Foi nessa altura que se deu o célebre episódio do guardanapo. Em pleno restaurante do Club Tenis Pompeia, Rexach quis provar que o interesse em Messi era real e que não havia volta a dar. Sem outro recurso à mão de semear, aproveitou um guardanapo de papel para assinar aquele que, simbolicamente, seria o primeiro contrato com “Lio” (o documento, de resto, está hoje exposto no museu do clube). Estávamos a 14 de Dezembro de 2000. O contrato oficial seria rubricado a 1 de Março de 2001.
Pequeno génio entre os gigantes
De então para cá, é o que se sabe. Messi tem vencido todas as barreiras, desafiado todas as probabilidades, convencido os mais cépticos. Tem forçado comparações com Diego Maradona e recolhido aplausos em todos os estádios por onde passa. Tem feito história para e com um Barcelona que, por direito próprio, já ganhou um lugar na prateleira das melhores equipas da enciclopédia do futebol.

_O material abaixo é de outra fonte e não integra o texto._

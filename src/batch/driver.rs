//! Per-file sequencing of a batch
//!
//! Files are processed one after another; the paths of one file run in
//! parallel on the fill pool. A file's failure is written into its report
//! and the batch moves on.

use std::path::{Path, PathBuf};
use std::sync::Arc;
use std::time::Instant;

use log::{debug, info, warn};

use super::config::BatchConfig;
use super::discover::{discover_pairs, FilePair, SHARED_TRACES};
use super::report::{BatchReport, FileIssue, FileReport, FileStatus};
use crate::aggregate::{masked_intensity, FillAggregator};
use crate::cost::CostField;
use crate::error::FillError;
use crate::fill::{CancelToken, FillEngine};
use crate::mask::BinaryMask;
use crate::nifti_io;
use crate::pool::FillPool;
use crate::traces::{read_traces_file, Tree};
use crate::volume::{Volume, VolumeGeometry};

/// Source of calibrated volumes.
pub trait VolumeReader: Send + Sync {
    fn read_volume(&self, path: &Path) -> Result<Volume, FillError>;
}

/// Source of traced skeletons.
pub trait TraceReader: Send + Sync {
    fn read_tree(&self, path: &Path) -> Result<Tree, FillError>;
}

/// Destination of masks and auxiliary maps.
pub trait MaskSink: Send + Sync {
    fn write_mask(&self, path: &Path, mask: &BinaryMask) -> Result<(), FillError>;

    fn write_map(&self, path: &Path, data: &[f64], geometry: &VolumeGeometry) -> Result<(), FillError>;
}

/// Decodes NIfTI content whatever the file extension.
#[derive(Clone, Copy, Debug, Default)]
pub struct NiftiVolumeReader;

impl VolumeReader for NiftiVolumeReader {
    fn read_volume(&self, path: &Path) -> Result<Volume, FillError> {
        nifti_io::read_volume_file(path).map_err(|e| FillError::input_not_found(path, e))
    }
}

/// Reads SNT `.traces` files.
#[derive(Clone, Copy, Debug, Default)]
pub struct SntTraceReader;

impl TraceReader for SntTraceReader {
    fn read_tree(&self, path: &Path) -> Result<Tree, FillError> {
        read_traces_file(path).map_err(|e| FillError::input_not_found(path, e))
    }
}

/// Writes uint8 masks and float32 maps as NIfTI.
#[derive(Clone, Copy, Debug, Default)]
pub struct NiftiMaskWriter;

impl MaskSink for NiftiMaskWriter {
    fn write_mask(&self, path: &Path, mask: &BinaryMask) -> Result<(), FillError> {
        nifti_io::save_mask_to_file(path, mask).map_err(|e| FillError::persistence(path, e))
    }

    fn write_map(&self, path: &Path, data: &[f64], geometry: &VolumeGeometry) -> Result<(), FillError> {
        nifti_io::save_map_to_file(path, data, geometry).map_err(|e| FillError::persistence(path, e))
    }
}

/// Runs fills over every discovered image.
pub struct BatchDriver {
    config: BatchConfig,
    volumes: Box<dyn VolumeReader>,
    traces: Box<dyn TraceReader>,
    sink: Box<dyn MaskSink>,
    pool: FillPool,
    cancel: CancelToken,
}

impl BatchDriver {
    /// Driver with the NIfTI/SNT readers and the NIfTI writer.
    pub fn new(config: BatchConfig) -> Result<Self, FillError> {
        config.validate()?;
        let pool = FillPool::new(config.workers)?;
        Ok(Self {
            config,
            volumes: Box::new(NiftiVolumeReader),
            traces: Box::new(SntTraceReader),
            sink: Box::new(NiftiMaskWriter),
            pool,
            cancel: CancelToken::new(),
        })
    }

    pub fn with_volume_reader(mut self, reader: impl VolumeReader + 'static) -> Self {
        self.volumes = Box::new(reader);
        self
    }

    pub fn with_trace_reader(mut self, reader: impl TraceReader + 'static) -> Self {
        self.traces = Box::new(reader);
        self
    }

    pub fn with_sink(mut self, sink: impl MaskSink + 'static) -> Self {
        self.sink = Box::new(sink);
        self
    }

    pub fn config(&self) -> &BatchConfig {
        &self.config
    }

    /// Token that cancels the running and all remaining files.
    pub fn cancel_token(&self) -> CancelToken {
        self.cancel.clone()
    }

    pub fn run(&self) -> Result<BatchReport, FillError> {
        self.run_with_progress(|_, _| {})
    }

    /// Process every discovered image
    ///
    /// Only an unreadable input root is an error; every per-file problem
    /// lands in that file's report.
    ///
    /// # Arguments
    /// * `progress` - Called after each file with (files done, files total)
    pub fn run_with_progress<F>(&self, mut progress: F) -> Result<BatchReport, FillError>
    where
        F: FnMut(usize, usize),
    {
        let root = &self.config.input_root;
        let discovery = discover_pairs(root, &self.config.suffix)
            .map_err(|e| FillError::input_not_found(root, e))?;
        let pairs = discovery.pairs;
        info!(
            "Processing {} images under {} with {} workers",
            pairs.len(),
            root.display(),
            self.pool.workers()
        );

        let mut report = BatchReport::new(root, &self.config.output_root);
        for (path, reason) in discovery.unreadable {
            let err = FillError::input_not_found(&path, reason);
            report
                .discovery_issues
                .push(FileIssue::for_path(&err, &path.display().to_string()));
        }
        let total = pairs.len();
        for (i, pair) in pairs.iter().enumerate() {
            let file = self.process_file(pair);
            match file.status {
                FileStatus::Completed => info!(
                    "[{}/{}] {}: {} voxels from {} paths",
                    i + 1, total, pair.image.display(), file.filled_voxels, file.paths
                ),
                status => warn!(
                    "[{}/{}] {}: {:?} ({} issues)",
                    i + 1, total, pair.image.display(), status, file.issues.len()
                ),
            }
            report.files.push(file);
            progress(i + 1, total);
        }

        let s = report.summary();
        info!(
            "Batch done: {} completed, {} partial, {} skipped, {} failed, {} cancelled",
            s.completed, s.partially_failed, s.skipped, s.failed, s.cancelled
        );
        Ok(report)
    }

    /// Path of an output volume for `pair`, mirroring its place under the input root.
    pub fn output_path(&self, pair: &FilePair, kind: &str) -> PathBuf {
        let rel_dir = pair
            .image
            .parent()
            .and_then(|p| p.strip_prefix(&self.config.input_root).ok())
            .map(Path::to_path_buf)
            .unwrap_or_default();
        self.config.output_root.join(rel_dir).join(format!(
            "{}_{}{}",
            pair.stem(&self.config.suffix),
            kind,
            self.config.output_extension()
        ))
    }

    /// Fill, merge and persist one image.
    pub fn process_file(&self, pair: &FilePair) -> FileReport {
        let start = Instant::now();
        let mut report = FileReport::new(&pair.image, pair.traces.as_deref());
        self.fill_file(pair, &mut report);
        report.elapsed_secs = start.elapsed().as_secs_f64();
        report
    }

    fn fill_file(&self, pair: &FilePair, report: &mut FileReport) {
        let traces_path = match &pair.traces {
            Some(p) => p,
            None => {
                let expected = pair
                    .image
                    .with_file_name(format!("{}.traces", pair.stem(&self.config.suffix)));
                let err = FillError::input_not_found(
                    expected,
                    format!("no companion trace and no {} alongside", SHARED_TRACES),
                );
                warn!("Skipping {}: {}", pair.image.display(), err);
                report.fail(FileStatus::Skipped, &err);
                return;
            }
        };

        if self.cancel.is_cancelled() {
            report.status = FileStatus::Cancelled;
            return;
        }

        let tree = match self.traces.read_tree(traces_path) {
            Ok(tree) => tree,
            Err(e) => return report.fail(FileStatus::Failed, &e),
        };
        let volume = match self.volumes.read_volume(&pair.image) {
            Ok(volume) => volume,
            Err(e) => return report.fail(FileStatus::Failed, &e),
        };
        report.paths = tree.paths.len();

        if let Some(size) = tree.image_size {
            if size != volume.dims() {
                report.warnings.push(format!(
                    "trace file declares image size {:?}, volume is {:?}",
                    size,
                    volume.dims()
                ));
            }
        }
        if tree.paths.is_empty() {
            report.warnings.push("trace file contains no paths".to_string());
        }

        let field = match CostField::build(&volume, &self.config.cost) {
            Ok(field) => field,
            Err(e) => return report.fail(FileStatus::Failed, &e),
        };
        if field.is_degenerate() {
            let b = field.bounds();
            report.warnings.push(format!(
                "degenerate cost field: intensity range [{}, {}], uniform cost used",
                b.min, b.max
            ));
        }

        let engine = match FillEngine::new(
            Arc::new(field),
            volume.geometry().voxel_size(),
            self.config.fill.clone(),
        ) {
            Ok(engine) => Arc::new(engine),
            Err(e) => return report.fail(FileStatus::Failed, &e),
        };

        debug!("Filling {} paths of {}", tree.paths.len(), pair.image.display());
        let outcomes = self.pool.run_all(&engine, &tree.paths, &self.cancel);

        let mut aggregator = FillAggregator::new(volume.geometry().clone());
        if self.config.write_cost_map {
            aggregator = aggregator.with_cost_map();
        }
        let mut cancelled = false;
        for (path, outcome) in tree.paths.iter().zip(outcomes) {
            match outcome {
                Ok(result) => {
                    if result.is_cancelled() {
                        cancelled = true;
                        let err = FillError::Cancelled {
                            path: path.name.clone(),
                            finalized: result.len(),
                        };
                        report.issues.push(FileIssue::for_path(&err, &path.name));
                    }
                    match aggregator.add(&result) {
                        Ok(()) => report.fills += 1,
                        Err(e) => report.issues.push(FileIssue::for_path(&e, &path.name)),
                    }
                }
                Err(e) => {
                    warn!("Fill of '{}' in {} failed: {}", path.name, pair.image.display(), e);
                    report.issues.push(FileIssue::for_path(&e, &path.name));
                }
            }
        }

        let (mask, costs) = aggregator.finish();
        report.filled_voxels = mask.count();

        if cancelled {
            report
                .warnings
                .push("fill cancelled: written mask holds only the nodes finalized before cancellation".to_string());
        }

        let mask_path = self.output_path(pair, "fill_mask");
        if let Err(e) = self.sink.write_mask(&mask_path, &mask) {
            return report.fail(FileStatus::Failed, &e);
        }
        report.output = Some(mask_path);

        if let Some(costs) = costs {
            let path = self.output_path(pair, "fill_cost");
            if let Err(e) = self.sink.write_map(&path, costs.data(), costs.geometry()) {
                report.issues.push(FileIssue::from_error(&e));
            }
        }
        if self.config.write_masked_intensity {
            let path = self.output_path(pair, "fill_image");
            let written = masked_intensity(&volume, &mask)
                .and_then(|data| self.sink.write_map(&path, &data, volume.geometry()));
            if let Err(e) = written {
                report.issues.push(FileIssue::from_error(&e));
            }
        }

        report.status = if cancelled {
            FileStatus::Cancelled
        } else if report.issues.is_empty() {
            FileStatus::Completed
        } else {
            FileStatus::PartiallyFailed
        };
    }
}

/// Discover, fill and persist everything under `config.input_root`.
pub fn run_batch(config: &BatchConfig) -> Result<BatchReport, FillError> {
    BatchDriver::new(config.clone())?.run()
}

Pelo meio, vai coleccionando elogios e recordes. Em 2012, marcou 91 golos e superou o recorde de golos num ano que pertencia a Gerd Muller (85); a 20 de Março do mesmo ano, tornou-se o melhor marcador da história do Barcelona em jogos oficiais ao chegar aos 234 golos, depois de já se ter notabilizado como o primeiro a chegar aos 200 golos com apenas 24 anos; ainda em 2012, assumiu-se como o primeiro jogador a conquistar quatro Bolas de Ouro, ainda para mais de forma consecutiva (e está nomeado para a de 2013).
"O melhor do mundo é Messi. O segundo melhor é Messi lesionado. Nasceu para jogar futebol, é o primeiro génio do século XXI. É incomparável", avalia o compatriota Jorge Valdano, antigo director desportivo do Real Madrid, em declarações à rádio RAC 1.
Aos 26 anos, o craque do Barcelona já conta com uma galeria de momentos inesquecíveis suficiente para produzir, pelo menos, uma ambiciosa curta-metragem. Um dos mais emblemáticos será o golo marcado ao Getafe, em 2007, uma espécie de cópia mais do que à altura do original de Diego Maradona que é considerado por muitos como o melhor da história dos Mundiais (aquela coreografia individual que parte do meio-campo e só termina na baliza, nos quartos-de-final do México 1986).
Mas há muito por onde escolher. Dos cinco golos apontados ao Bayer Leverkusen (foi o primeiro futebolista a conseguir tal proeza num jogo da Champions no actual formato), a 7 de Março de 2012, aos 24 hat-tricks que já assinou com a camisola do Barcelona, o último dos quais na primeira jornada da Liga dos Campeões desta época, frente ao Ajax. Tudo parece simples quando a bola lhe chega aos pés. Tal como parecia há 16 anos, quando era já a estrela mais reluzente da geração de ouro das camadas jovens do Newell’s.
“Lembro-me da final de um torneio em que começámos o jogo sem o Lio. Não chegava, não chegava. E terminou o primeiro tempo sem o Lio chegar. Perdíamos por 1-0”, lembra Juan Cruz Leguizamón, ex-companheiro de equipa e amigo de infância de Messi. “Viemos a saber que ele chegou tarde porque tinha ficado fechado na casa de banho, em casa, e teve de partir o vidro da porta para sair. Quando chegou, fez três golos e ganhámos o torneio”.